Configuration

Configuration considerations

To be able to support a number of use-cases, the module has quite a lot of configuration options. We tried to choose reasonable defaults. Several examples also show the main cases of how to configure the runners.

Org vs Repo level. You can configure the module to connect the runners in GitHub on an org level and share the runners in your org, or set the runners on repo level and the module will install the runner to the repo. There can be multiple repos but runners are not shared between repos.
Multi-Runner module. This modules allows you to create multiple runner configurations with a single webhook and single GitHub App to simplify deployment of different types of runners. Check the detailed module documentation for more information or checkout the multi-runner example.
Webhook mode, the module can be deployed in direct mode or EventBridge (Experimental) mode. The direct mode is the default and will directly distribute to SQS for the scale-up lambda. The EventBridge mode will publish the events to a eventbus, the rule then directs the received events to a dispatch lambda. The dispatch lambda will send the event to the SQS queue. The EventBridge mode is the default and allows to have more control over the events and potentially filter them. The EventBridge mode can be disabled, messages are sent directed to queues in that case. An example of what the EventBridge mode could be used for is building a data lake, build metrics, act on workflow_job job started events, etc.
Linux vs Windows. You can configure the OS types linux and win. Linux will be used by default.
Re-use vs Ephemeral. By default runners are re-used, until detected idle. Once idle they will be removed from the pool. To improve security we are introducing ephemeral runners. Those runners are only used for one job. Ephemeral runners only work in combination with the workflow job event. For ephemeral runners the lambda requests a JIT (just in time) configuration via the GitHub API to register the runner. JIT configuration is limited to ephemeral runners (and currently not supported by GHES). For non-ephemeral runners, a registration token is always requested. In both cases the configuration is made available to the instance via the same SSM parameter. To disable JIT configuration for ephemeral runners set enable_jit_config to false. We also suggest using a pre-build AMI to improve the start time of jobs for ephemeral runners.
Job retry (Beta). By default the scale-up lambda will discard the message when it is handled.
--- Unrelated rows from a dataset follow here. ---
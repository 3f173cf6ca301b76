//! `typecycle config` subcommands

use std::fs;

use typecycle::Config;

use crate::helpers::Sandbox;

#[test]
fn path_prints_configured_location() {
    let sandbox = Sandbox::new();
    let (stdout, _stderr, exit_code) = sandbox.run(&["config", "path"]);
    assert_eq!(exit_code, 0);
    assert_eq!(stdout.trim(), sandbox.config_path().display().to_string());
}

#[test]
fn global_config_flag_overrides_env() {
    let sandbox = Sandbox::new();
    let other = sandbox.dir.path().join("other.toml");
    let other_str = other.display().to_string();
    let (stdout, _stderr, exit_code) = sandbox.run(&["config", "path", "--config", &other_str]);
    assert_eq!(exit_code, 0);
    assert_eq!(stdout.trim(), other_str);
}

#[test]
fn show_prints_defaults_without_file() {
    let (stdout, _stderr, exit_code) = Sandbox::new().run(&["config", "show"]);
    assert_eq!(exit_code, 0);
    assert!(stdout.contains("[typewriter]"));
    assert!(stdout.contains("type_interval_ms = 60"));
    assert!(stdout.contains("Full-Stack Web Developer"));
}

#[test]
fn init_writes_default_config_once() {
    let sandbox = Sandbox::new();
    let (_stdout, _stderr, exit_code) = sandbox.run(&["config", "init"]);
    assert_eq!(exit_code, 0);
    assert_eq!(
        Config::load_from(&sandbox.config_path()).unwrap(),
        Config::default()
    );

    let (_stdout, stderr, exit_code) = sandbox.run(&["config", "init"]);
    assert_eq!(exit_code, 1);
    assert!(stderr.contains("already exists"));

    let (_stdout, _stderr, exit_code) = sandbox.run(&["config", "init", "--force"]);
    assert_eq!(exit_code, 0);
}

#[test]
fn migrate_without_yes_in_non_interactive_mode_changes_nothing() {
    let sandbox = Sandbox::new();
    sandbox.write_config("[typewriter]\npause_ms = 2500\n");

    let (stdout, _stderr, exit_code) = sandbox.run(&["config", "migrate"]);
    assert_eq!(exit_code, 0);
    assert!(stdout.contains("missing field"));
    assert!(stdout.contains("No changes made."));
    assert_eq!(
        fs::read_to_string(sandbox.config_path()).unwrap(),
        "[typewriter]\npause_ms = 2500\n"
    );
}

#[test]
fn migrate_with_yes_keeps_existing_values() {
    let sandbox = Sandbox::new();
    sandbox.write_config("[typewriter]\npause_ms = 2500\n");

    let (stdout, _stderr, exit_code) = sandbox.run(&["config", "migrate", "--yes"]);
    assert_eq!(exit_code, 0);
    assert!(stdout.contains("+ type_interval_ms = 60"));

    let config = Config::load_from(&sandbox.config_path()).unwrap();
    assert_eq!(config.typewriter.pause_ms, 2500);
    assert_eq!(config.display, Config::default().display);

    let (stdout, _stderr, _) = sandbox.run(&["config", "migrate", "--yes"]);
    assert!(stdout.contains("already up to date"));
}
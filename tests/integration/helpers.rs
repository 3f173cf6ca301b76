//! Shared helpers for running the CLI in isolation.

use assert_cmd::Command;
use tempfile::TempDir;

/// Temporary home for config and log files.
pub struct Sandbox {
    pub dir: TempDir,
}

impl Sandbox {
    pub fn new() -> Self {
        Self {
            dir: TempDir::new().expect("temp dir"),
        }
    }

    pub fn config_path(&self) -> std::path::PathBuf {
        self.dir.path().join("config.toml")
    }

    pub fn write_config(&self, content: &str) {
        std::fs::write(self.config_path(), content).expect("write config");
    }

    /// `typecycle` with config and logs pointed into the sandbox.
    pub fn command(&self) -> Command {
        let mut cmd = Command::cargo_bin("typecycle").expect("typecycle binary");
        cmd.env("TYPECYCLE_CONFIG", self.config_path())
            .env("XDG_DATA_HOME", self.dir.path().join("data"))
            .env("NO_COLOR", "1");
        cmd
    }

    /// Run and capture (stdout, stderr, exit code).
    pub fn run(&self, args: &[&str]) -> (String, String, i32) {
        let output = self.command().args(args).output().expect("run typecycle");
        (
            String::from_utf8_lossy(&output.stdout).to_string(),
            String::from_utf8_lossy(&output.stderr).to_string(),
            output.status.code().unwrap_or(-1),
        )
    }
}
//! Shell completion generation

use std::io;

use anyhow::Result;
use clap::CommandFactory;
use clap_complete::Shell;

use typecycle::cli::Cli;

/// Print completions for `shell` to stdout.
pub fn handle(shell: Shell) -> Result<()> {
    let mut command = Cli::command();
    clap_complete::generate(shell, &mut command, "typecycle", &mut io::stdout());
    Ok(())
}
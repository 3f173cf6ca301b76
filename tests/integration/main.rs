//! Integration tests for typecycle

mod cli_test;
mod config_test;
mod helpers;
mod play_test;
mod timeline_test;
mod trace_test;
//! Typewriter state machine.
//!
//! The `Sequencer` owns the display state and knows how long to wait
//! before its next mutation. It never sleeps or spawns anything itself;
//! a driver (see [`super::timeline`] and [`super::driver`]) asks for
//! [`Sequencer::next_delay`], waits, then calls [`Sequencer::tick`].
//!
//! Characters are extended grapheme clusters, so combining marks and
//! emoji are typed and deleted as one unit.

use std::time::Duration;

use unicode_segmentation::UnicodeSegmentation;

use super::options::TypewriterOptions;

/// Current direction of the sequencer.
#[derive(Debug, Clone, Copy, PartialEq, Eq, serde::Serialize)]
#[serde(rename_all = "snake_case")]
pub enum Phase {
    /// No phrases; nothing is displayed or scheduled
    Idle,
    /// Growing the display text toward the active phrase
    Typing,
    /// Active phrase fully typed, waiting before deletion
    Holding,
    /// Shrinking the display text toward empty
    Deleting,
}

impl Phase {
    pub fn label(&self) -> &'static str {
        match self {
            Phase::Idle => "idle",
            Phase::Typing => "typing",
            Phase::Holding => "holding",
            Phase::Deleting => "deleting",
        }
    }
}

/// The mutation a tick performed.
#[derive(Debug, Clone, Copy, PartialEq, Eq)]
pub enum Transition {
    /// One character appended
    Typed,
    /// Hold finished; deletion mode entered
    DeletionStarted,
    /// One character removed
    Deleted,
}

/// Report of a single tick.
#[derive(Debug, Clone, Copy, PartialEq, Eq)]
pub struct Tick {
    pub transition: Transition,
    /// Set when the tick emptied the display and moved to the next phrase
    pub advanced_to: Option<usize>,
}

/// A phrase with precomputed grapheme boundaries.
#[derive(Debug, Clone)]
struct Phrase {
    text: String,
    /// Byte offset after each grapheme; `bounds[0] == 0`
    bounds: Vec<usize>,
}

impl Phrase {
    fn new(text: String) -> Self {
        let mut bounds = Vec::with_capacity(text.len() + 1);
        bounds.push(0);
        bounds.extend(
            text.grapheme_indices(true)
                .map(|(offset, grapheme)| offset + grapheme.len()),
        );
        Self { text, bounds }
    }

    fn len(&self) -> usize {
        self.bounds.len() - 1
    }

    fn prefix(&self, graphemes: usize) -> &str {
        &self.text[..self.bounds[graphemes]]
    }
}

/// Typewriter state machine: type, hold, delete, advance, forever.
#[derive(Debug, Clone)]
pub struct Sequencer {
    phrases: Vec<Phrase>,
    options: TypewriterOptions,
    /// Index of the active phrase
    index: usize,
    /// Number of graphemes of the active phrase currently shown
    shown: usize,
    deleting: bool,
}

impl Sequencer {
    /// Create a sequencer at its initial state: typing, index 0, empty text.
    pub fn new<I, S>(phrases: I, options: TypewriterOptions) -> Self
    where
        I: IntoIterator<Item = S>,
        S: Into<String>,
    {
        Self {
            phrases: phrases.into_iter().map(|p| Phrase::new(p.into())).collect(),
            options,
            index: 0,
            shown: 0,
            deleting: false,
        }
    }

    /// Text currently on display. Always a prefix of the active phrase.
    pub fn display_text(&self) -> &str {
        match self.phrases.get(self.index) {
            Some(phrase) => phrase.prefix(self.shown),
            None => "",
        }
    }

    /// Number of characters (graphemes) currently on display.
    pub fn display_len(&self) -> usize {
        self.shown
    }

    pub fn active_index(&self) -> usize {
        self.index
    }

    pub fn active_phrase(&self) -> Option<&str> {
        self.phrases.get(self.index).map(|p| p.text.as_str())
    }

    pub fn phrases(&self) -> impl Iterator<Item = &str> {
        self.phrases.iter().map(|p| p.text.as_str())
    }

    pub fn phrase_count(&self) -> usize {
        self.phrases.len()
    }

    pub fn options(&self) -> &TypewriterOptions {
        &self.options
    }

    pub fn is_deleting(&self) -> bool {
        self.deleting
    }

    pub fn phase(&self) -> Phase {
        let Some(phrase) = self.phrases.get(self.index) else {
            return Phase::Idle;
        };
        if self.deleting {
            Phase::Deleting
        } else if self.shown < phrase.len() {
            Phase::Typing
        } else {
            Phase::Holding
        }
    }

    /// Delay before the next tick, or `None` when idle.
    pub fn next_delay(&self) -> Option<Duration> {
        match self.phase() {
            Phase::Idle => None,
            Phase::Typing => Some(self.options.type_interval()),
            Phase::Holding => Some(self.options.pause()),
            Phase::Deleting => Some(self.options.delete_interval()),
        }
    }

    /// Perform the mutation the last [`next_delay`](Self::next_delay) was waiting for.
    ///
    /// If the tick leaves the display empty while deleting, the sequencer
    /// moves to the next phrase within the same tick; no timer is
    /// scheduled for that step.
    pub fn tick(&mut self) -> Option<Tick> {
        let transition = match self.phase() {
            Phase::Idle => return None,
            Phase::Typing => {
                self.shown += 1;
                Transition::Typed
            }
            Phase::Holding => {
                self.deleting = true;
                Transition::DeletionStarted
            }
            Phase::Deleting => {
                self.shown -= 1;
                Transition::Deleted
            }
        };

        Some(Tick {
            transition,
            advanced_to: self.settle(),
        })
    }

    /// Replace the phrase list and restart from its first phrase.
    pub fn reset<I, S>(&mut self, phrases: I)
    where
        I: IntoIterator<Item = S>,
        S: Into<String>,
    {
        self.phrases = phrases.into_iter().map(|p| Phrase::new(p.into())).collect();
        self.restart();
    }

    /// Go back to the initial state, keeping phrases and timing.
    pub fn restart(&mut self) {
        self.index = 0;
        self.shown = 0;
        self.deleting = false;
    }

    /// Replace timing; only future delays are affected.
    pub fn set_options(&mut self, options: TypewriterOptions) {
        self.options = options;
    }

    fn settle(&mut self) -> Option<usize> {
        if self.deleting && self.shown == 0 && !self.phrases.is_empty() {
            self.deleting = false;
            self.index = (self.index + 1) % self.phrases.len();
            Some(self.index)
        } else {
            None
        }
    }
}
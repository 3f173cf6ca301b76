//! Timing configuration for the typewriter.

use std::time::Duration;

use serde::{Deserialize, Serialize};

/// Timing parameters for one typewriter.
///
/// Every field is optional in TOML; omitted fields take their defaults.
#[derive(Debug, Clone, Copy, PartialEq, Eq, Serialize, Deserialize)]
#[serde(default)]
pub struct TypewriterOptions {
    /// Delay before each typed character (ms)
    pub type_interval_ms: u64,
    /// Delay before each deleted character (ms)
    pub delete_interval_ms: u64,
    /// Hold time once a phrase is fully typed, before deletion starts (ms)
    pub pause_ms: u64,
}

impl Default for TypewriterOptions {
    fn default() -> Self {
        Self {
            type_interval_ms: Self::DEFAULT_TYPE_INTERVAL_MS,
            delete_interval_ms: Self::DEFAULT_DELETE_INTERVAL_MS,
            pause_ms: Self::DEFAULT_PAUSE_MS,
        }
    }
}

impl TypewriterOptions {
    pub const DEFAULT_TYPE_INTERVAL_MS: u64 = 60;
    pub const DEFAULT_DELETE_INTERVAL_MS: u64 = 40;
    pub const DEFAULT_PAUSE_MS: u64 = 2000;

    /// Override the per-character typing delay.
    pub fn with_type_interval(mut self, interval: Duration) -> Self {
        self.type_interval_ms = duration_to_ms(interval);
        self
    }

    /// Override the per-character deleting delay.
    pub fn with_delete_interval(mut self, interval: Duration) -> Self {
        self.delete_interval_ms = duration_to_ms(interval);
        self
    }

    /// Override the hold time after a phrase is complete.
    pub fn with_pause(mut self, pause: Duration) -> Self {
        self.pause_ms = duration_to_ms(pause);
        self
    }

    pub fn type_interval(&self) -> Duration {
        Duration::from_millis(self.type_interval_ms)
    }

    pub fn delete_interval(&self) -> Duration {
        Duration::from_millis(self.delete_interval_ms)
    }

    pub fn pause(&self) -> Duration {
        Duration::from_millis(self.pause_ms)
    }

    /// Apply a set of overrides, keeping current values where unset.
    pub fn apply(mut self, overrides: &TypewriterOverrides) -> Self {
        if let Some(ms) = overrides.type_interval_ms {
            self.type_interval_ms = ms;
        }
        if let Some(ms) = overrides.delete_interval_ms {
            self.delete_interval_ms = ms;
        }
        if let Some(ms) = overrides.pause_ms {
            self.pause_ms = ms;
        }
        self
    }
}

/// Partial timing configuration, typically collected from CLI flags.
#[derive(Debug, Clone, Copy, Default, PartialEq, Eq)]
pub struct TypewriterOverrides {
    pub type_interval_ms: Option<u64>,
    pub delete_interval_ms: Option<u64>,
    pub pause_ms: Option<u64>,
}

impl TypewriterOverrides {
    /// True if no field is overridden.
    pub fn is_empty(&self) -> bool {
        self.type_interval_ms.is_none()
            && self.delete_interval_ms.is_none()
            && self.pause_ms.is_none()
    }
}

fn duration_to_ms(duration: Duration) -> u64 {
    u64::try_from(duration.as_millis()).unwrap_or(u64::MAX)
}
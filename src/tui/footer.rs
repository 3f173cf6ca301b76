//! Footer with keybinding hints.

use ratatui::{
    layout::{Alignment, Rect},
    style::Style,
    text::{Line, Span},
    widgets::Paragraph,
    Frame,
};

use crate::theme::Theme;

/// Render a centered footer with keybinding hints.
///
/// Takes pairs of (key, description) and joins them with " | " separators.
///
/// Example: `&[("q", "quit"), ("r", "restart")]` renders as `"q: quit | r: restart"`.
pub fn render_footer(frame: &mut Frame, area: Rect, keys: &[(&str, &str)], theme: &Theme) {
    let footer = Paragraph::new(Line::from(build_footer_spans(keys, theme)))
        .style(theme.text_secondary_style())
        .alignment(Alignment::Center);
    frame.render_widget(footer, area);
}

/// Build styled spans for footer keybinding hints.
///
/// Each key is highlighted with the theme accent color, descriptions use
/// the secondary text color, and entries are separated by " | ".
fn build_footer_spans(keys: &[(&str, &str)], theme: &Theme) -> Vec<Span<'static>> {
    let mut spans = Vec::with_capacity(keys.len() * 3);
    for (i, (key, desc)) in keys.iter().enumerate() {
        if i > 0 {
            spans.push(Span::styled(" | ", theme.text_secondary_style()));
        }
        spans.push(Span::styled(
            key.to_string(),
            Style::default().fg(theme.accent),
        ));
        spans.push(Span::styled(
            format!(": {}", desc),
            theme.text_secondary_style(),
        ));
    }
    spans
}
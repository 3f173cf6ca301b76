//! `typecycle play` in inline mode (stdout is not a terminal under test)

use crate::helpers::Sandbox;

#[test]
fn inline_play_types_phrase_and_stops_after_duration() {
    let sandbox = Sandbox::new();
    let (stdout, stderr, exit_code) = sandbox.run(&[
        "play",
        "Hello",
        "--inline",
        "--type-ms",
        "1",
        "--pause-ms",
        "60000",
        "--duration-ms",
        "400",
        "--prefix",
        "",
    ]);

    assert_eq!(exit_code, 0, "stderr: {}", stderr);
    assert!(stdout.contains("\r\x1b[2K"));
    assert!(stdout.contains("Hello"));
    assert!(stdout.ends_with('\n'));
}

#[test]
fn prefix_and_caret_flags_are_rendered() {
    let sandbox = Sandbox::new();
    let (stdout, _stderr, exit_code) = sandbox.run(&[
        "play",
        "Dev",
        "--type-ms",
        "1",
        "--pause-ms",
        "60000",
        "--duration-ms",
        "300",
        "--prefix",
        "I am a",
        "--caret",
        "_",
    ]);

    assert_eq!(exit_code, 0);
    assert!(stdout.contains("I am a Dev_"));
}

#[test]
fn play_without_phrases_fails() {
    let sandbox = Sandbox::new();
    sandbox.write_config("[display]\nphrases = []\n");
    let (_stdout, stderr, exit_code) = sandbox.run(&["play", "--duration-ms", "10"]);
    assert_eq!(exit_code, 1);
    assert!(stderr.contains("No phrases configured"));
}
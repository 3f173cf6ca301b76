//! Timing properties of the typewriter, checked on a simulated clock.

use std::time::Duration;

use typecycle::typewriter::{Phase, Transition};
use typecycle::{Sequencer, Timeline, TypewriterOptions};

fn options(type_ms: u64, delete_ms: u64, pause_ms: u64) -> TypewriterOptions {
    TypewriterOptions {
        type_interval_ms: type_ms,
        delete_interval_ms: delete_ms,
        pause_ms,
    }
}

fn timeline(phrases: &[&str], options: TypewriterOptions) -> Timeline {
    Timeline::new(Sequencer::new(phrases.iter().copied(), options))
}

/// Phrases shown at the moment each one is fully typed.
fn completed_phrases(timeline: &mut Timeline, count: usize) -> Vec<String> {
    let mut completed = Vec::new();
    while completed.len() < count {
        let frame = timeline.step().expect("sequencer is not idle");
        if frame.phase == Phase::Holding && frame.transition == Transition::Typed {
            completed.push(frame.text);
        }
    }
    completed
}

#[test]
fn phrases_complete_in_order_and_wrap() {
    let phrases = ["alpha", "beta", "gamma"];
    let mut timeline = timeline(&phrases, options(3, 2, 50));
    assert_eq!(
        completed_phrases(&mut timeline, 7),
        vec!["alpha", "beta", "gamma", "alpha", "beta", "gamma", "alpha"]
    );
}

#[test]
fn single_phrase_keeps_cycling() {
    let mut timeline = timeline(&["Only"], options(10, 5, 100));
    assert_eq!(completed_phrases(&mut timeline, 4), vec!["Only"; 4]);
}

#[test]
fn typing_grows_by_one_per_interval_and_stays_a_prefix() {
    let phrases = ["Hello", "Rust"];
    let mut timeline = timeline(&phrases, options(7, 3, 40));
    let mut previous: Option<(Duration, usize)> = None;

    for frame in timeline.run_for(Duration::from_secs(2)) {
        let active = phrases[frame.index];
        assert!(active.starts_with(&frame.text), "{:?} not a prefix of {}", frame.text, active);

        if frame.transition == Transition::Typed {
            if let Some((at, len)) = previous {
                if len < frame.text.len() {
                    assert_eq!(frame.text.len(), len + 1);
                    assert_eq!(frame.at - at, Duration::from_millis(7));
                }
            }
        }
        previous = Some((frame.at, frame.text.len()));
    }
}

#[test]
fn deleting_shrinks_by_one_per_interval_until_empty() {
    let mut timeline = timeline(&["abc", "de"], options(1, 4, 10));
    let frames = timeline.run_for(Duration::from_millis(3 + 10 + 12));

    let deletes: Vec<_> = frames
        .iter()
        .filter(|f| f.transition == Transition::Deleted)
        .map(|f| (f.at.as_millis(), f.text.as_str(), f.index))
        .collect();
    assert_eq!(deletes, vec![(17, "ab", 0), (21, "a", 0), (25, "", 1)]);
}

#[test]
fn pause_is_independent_of_typing_speed() {
    let mut timeline = timeline(&["ab"], options(50, 1, 300));
    let frames = timeline.run_for(Duration::from_millis(400));
    let typed = frames.iter().find(|f| f.text == "ab").unwrap();
    let started = frames
        .iter()
        .find(|f| f.transition == Transition::DeletionStarted)
        .unwrap();
    assert_eq!(started.at - typed.at, Duration::from_millis(300));
}

#[test]
fn empty_phrase_is_a_pause_not_a_busy_loop() {
    let mut timeline = timeline(&["", "x"], options(10, 10, 100));
    let frames = timeline.run_for(Duration::from_millis(110));
    assert_eq!(frames.len(), 2);
    assert_eq!(frames[0].at, Duration::from_millis(100));
    assert_eq!(frames[0].index, 1);
    assert_eq!(frames[1].text, "x");
}

#[test]
fn reset_mid_cycle_restarts_from_new_first_phrase() {
    let mut sequencer = Sequencer::new(["Hello"], options(10, 5, 100));
    for _ in 0..3 {
        sequencer.tick();
    }
    sequencer.reset(["World"]);

    let mut timeline = Timeline::new(sequencer);
    let first = timeline.step().unwrap();
    assert_eq!(first.text, "W");
    assert_eq!(first.at, Duration::from_millis(10));
}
Meaning in the ephemeral use-case an instance is created. The created runner will ask GitHub for a job, no guarantee it will run the job for which it was scaling. Result could be that with small system hick-up the job is keeping waiting for a runner. Enable a pool (org runners) is one option to avoid this problem. Another option is to enable the job retry function. Which will retry the job after a delay for a configured number of times.
GitHub Cloud vs GitHub Enterprise Server (GHES). The runners support GitHub Cloud as well GitHub Enterprise Server. For GHES, we rely on our community for support and testing. We have no capability to test GHES ourselves.
Spot vs on-demand. The runners use either the EC2 spot or on-demand life cycle. Runners will be created via the AWS CreateFleet API. The module (scale up lambda) will request via the CreateFleet API to create instances in one of the subnets and of the specified instance types.
ARM64 support via Graviton/Graviton2 instance-types. When using the default example or top-level module, specifying instance_types that match a Graviton/Graviton 2 (ARM64) architecture (e.g. a1, t4g or any 6th-gen g or gd type), you must also specify runner_architecture = "arm64" and the sub-modules will be automatically configured to provision with ARM64 AMIs and leverage GitHub's ARM64 action runner. See below for more details.
Disable default labels for the runners (os, architecture and self-hosted) can achieve by setting runner_disable_default_labels = true. If enabled, the runner will only have the extra labels provided in runner_extra_labels. In case you on own start script is used, this configuration parameter needs to be parsed via SSM.

AWS SSM Parameters

The module uses the AWS System Manager Parameter Store to store configuration for the runners, as well as registration tokens and secrets for the Lambdas. Paths for the parameters can be configured via the variable ssm_paths. The location of the configuration parameters is retrieved by the runners via the instance tag ghr:ssm_config_path. The following default paths will be used. Tokens or JIT config stored in the token path will be deleted after retrieval by instance, data not deleted after a day will be deleted by a SSM housekeeper lambda.

Path	Description
`ssm_paths.root/var.prefix?/app/`	App secrets used by Lambda's
`ssm_paths.root/var.prefix?/runners/config/<name>`	Configuration parameters used by runner start script
`ssm_paths.root/var.prefix?/runners/tokens/<ec2-instance-id>`	Either JIT configuration (ephemeral runners) or registration tokens (non ephemeral runners) generated by the control plane (scale-up lambda), and consumed by the start script on the runner to activate / register the runner.
`ssm_paths.root/var.prefix?/webhook/runner-matcher-config`	Runner matcher config used by webhook to decide the target for the webhook event.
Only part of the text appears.